Lukasz Ciesluk
Lukasz Ciesluk

Reputation: 738

Guava generic for Ordering

I have quite big issue with create generic method for Ordering. At this moment I have this function :

public <T> T orderAscending(Function<?, ? extends Comparable> function, Iterable<? extends LinkedList<?>> sortingList) {
    return Ordering.natural().onResultOf(function).sortedCopy(sortingList);
}

First parameter of this function is created in this way :

public static Function<ParkingWebApiDTO, Date> getSortActiveParkingsByStartDate() {
        Function<ParkingWebApiDTO, Date> getStartDateFunction = new Function<ParkingWebApiDTO, Date>() {
            @Override
            public Date apply(ParkingWebApiDTO parkingWebApiDTO) {
                return parkingWebApiDTO.getStartDate();
            }
        };
        return getStartDateFunction;
    }

and the second one is LinkedList with some custom object in it (List<MyObject> test = new LinkedList<MyObject>()).

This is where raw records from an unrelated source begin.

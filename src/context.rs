//! Application Context
//!
//! Shared handles provided via Leptos Context API.

use leptos::prelude::*;
use todo_core::{Action, LocalCache};

use crate::services::{now_millis, BrowserStorage};
use crate::store::{store_dispatch, BoardStore};

/// Store plus the cache every mutation is persisted to
#[derive(Clone, Copy)]
pub struct AppContext {
    pub store: BoardStore,
    cache: StoredValue<LocalCache<BrowserStorage>>,
}

impl AppContext {
    pub fn new(store: BoardStore, cache: LocalCache<BrowserStorage>) -> Self {
        Self {
            store,
            cache: StoredValue::new(cache),
        }
    }

    fn dispatch(&self, action: Action) -> bool {
        self.cache
            .with_value(|cache| store_dispatch(&self.store, cache, action))
    }

    /// Append a new item; false when the title is blank
    pub fn add(&self, title: String) -> bool {
        self.dispatch(Action::Add { title, stamp: now_millis() })
    }

    pub fn remove(&self, id: i64) {
        self.dispatch(Action::Remove { id });
    }

    pub fn toggle(&self, id: i64) {
        self.dispatch(Action::Toggle { id });
    }
}

pub fn use_app_context() -> AppContext {
    expect_context::<AppContext>()
}
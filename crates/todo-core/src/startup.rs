//! Startup Flow
//!
//! Hydrate synchronously, then fold the remote list into whatever the
//! cache holds once the fetch completes.

use crate::cache::{KeyValueStore, LocalCache};
use crate::domain::ItemList;
use crate::reconcile::merge;
use crate::remote::RemoteSource;

/// Initial list shown before the fetch resolves
pub fn hydrate<S: KeyValueStore>(cache: &LocalCache<S>) -> ItemList {
    let list = cache.load();
    log::info!("hydrated {} item(s) from '{}'", list.len(), cache.key());
    list
}

/// Fetch the remote list, merge it into the cached one, persist the result
///
/// The merge base is the cache as it reads after the fetch, not the list
/// hydrated earlier. Returns None when the fetch fails; nothing is written
/// in that case.
pub async fn reconcile_remote<S, R>(cache: &LocalCache<S>, remote: &R) -> Option<ItemList>
where
    S: KeyValueStore,
    R: RemoteSource + ?Sized,
{
    let incoming = match remote.fetch().await {
        Ok(list) => list,
        Err(e) => {
            log::error!("remote fetch failed, keeping cached list: {}", e);
            return None;
        }
    };
    let base = cache.load();
    let merged = merge(&base, &incoming);
    cache.save(&merged);
    log::info!(
        "merged remote list: {} fetched, {} appended, {} total",
        incoming.len(),
        merged.len() - base.len(),
        merged.len()
    );
    Some(merged)
}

Please someone help me to fix this generic method orderAscending. Much appreciated for help.

Upvotes: 0

Views: 206

Answers (1)

Grzegorz Rożniecki
Grzegorz Rożniecki

Reputation: 28015

I guess you meant to create List (sorted by start date) from Iterable of your DTOs (I assume you don't want iterable of lists of DTOs).

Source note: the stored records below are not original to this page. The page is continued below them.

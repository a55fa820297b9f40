//! Id Allocation
//!
//! Local items get ids derived from a millisecond clock reading, bumped
//! past the current maximum when the clock alone would collide.

use std::collections::HashSet;

use crate::domain::ItemList;

/// Pick an id for a new item that no item in `existing` uses
pub fn allocate_id(existing: &ItemList, stamp: i64) -> i64 {
    let Some(max) = existing.max_id() else {
        return stamp;
    };
    if stamp > max {
        return stamp;
    }
    match max.checked_add(1) {
        Some(next) => next,
        None => smallest_unused(existing),
    }
}

// The list is finite, so some id in 0..=len is free.
fn smallest_unused(existing: &ItemList) -> i64 {
    let used: HashSet<i64> = existing.iter().map(|item| item.id).collect();
    (0..).find(|id| !used.contains(id)).unwrap_or(0)
}
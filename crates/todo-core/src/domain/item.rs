//! Item Entity
//!
//! One to-do entry. The wire shape is shared by localStorage and `GET /api`:
//! `{ "userId": int, "id": int, "title": string, "completed": bool }`.

use serde::{Deserialize, Serialize};

/// Owner tag stamped on items created on this page
pub const LOCAL_OWNER: i64 = 1;

/// A to-do entry
#[derive(Debug, Clone, PartialEq, Eq, Serialize, Deserialize)]
pub struct Item {
    /// Opaque provenance tag, not used for authorization
    #[serde(rename = "userId")]
    pub owner: i64,
    /// Unique key within a list
    pub id: i64,
    /// Display text
    pub title: String,
    /// Completion status
    pub completed: bool,
}

impl Item {
    /// Create a fresh, not yet completed item owned by this page
    pub fn new_local(id: i64, title: impl Into<String>) -> Self {
        Self {
            owner: LOCAL_OWNER,
            id,
            title: title.into(),
            completed: false,
        }
    }

    /// Same item with `completed` flipped
    pub fn toggled(&self) -> Self {
        Self {
            completed: !self.completed,
            ..self.clone()
        }
    }
}

#[cfg(test)]
mod tests {
    use super::*;

    #[test]
    fn test_new_local_item() {
        let item = Item::new_local(7, "Buy milk");
        assert_eq!(item.id, 7);
        assert_eq!(item.owner, LOCAL_OWNER);
        assert_eq!(item.title, "Buy milk");
        assert!(!item.completed);
    }

    #[test]
    fn test_wire_field_names() {
        let item = Item { owner: 3, id: 9, title: "x".to_string(), completed: true };
        let json = serde_json::to_value(&item).unwrap();
        assert_eq!(json["userId"], 3);
        assert_eq!(json["id"], 9);
        assert_eq!(json["completed"], true);
        assert!(json.get("owner").is_none());
    }

    #[test]
    fn test_toggled_only_flips_completed() {
        let item = Item::new_local(1, "A");
        let flipped = item.toggled();
        assert!(flipped.completed);
        assert_eq!(flipped.title, item.title);
        assert_eq!(flipped.owner, item.owner);
        assert_eq!(flipped.toggled(), item);
    }
}
#![allow(warnings)]
//! TodoBoard Frontend Entry Point

mod models;
mod config;
mod services;
mod context;
mod store;
mod components;
mod app;

use app::App;
use leptos::prelude::*;
use log::LevelFilter;

fn main() {
    console_error_panic_hook::set_once();
    if console_logger::init(LevelFilter::Info).is_err() {
        web_sys::console::warn_1(&"[APP] logger already installed".into());
    }
    mount_to_body(App);
}
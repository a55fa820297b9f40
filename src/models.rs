//! Frontend Models
//!
//! The page renders the core item types directly.

pub use todo_core::{Item, ItemList};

So let's say your DTO looks like this:

interface ParkingWebApiDTO { // could be simple class, etc.
  Date getStartDate();
  // ...and more methods here
}

you have input list:

LinkedList<? extends ParkingWebApiDTO> iterable = Lists.newLinkedList();

and function which retrieves start date from DTO:

Function<ParkingWebApiDTO, Date> function = new Function<ParkingWebApiDTO, Date>() {
  @Override
  public Date apply(ParkingWebApiDTO dto) {
    return dto.getStartDate();
  }
};

you expect output like this:

List<? extends ParkingWebApiDTO> result = orderAscending(function, iterable);

which can be achieved with following orderAscending imlementation:

public static <X, T extends Comparable<T>> List<? extends X> orderAscending(
    Function<X, T> function, Iterable<? extends X> sortingList) {
  return Ordering.natural().onResultOf(function).sortedCopy(sortingList);
}

You need to declare both from and to types as generic types if you want to have "universal" method.

Another thing is if you really need to have such generic name, because using Ordering.natural().onResultOf(function).sortedCopy(list) is perfectly fine and having orderAscending is IMO overkill (you'll end with plenty of methods like this one).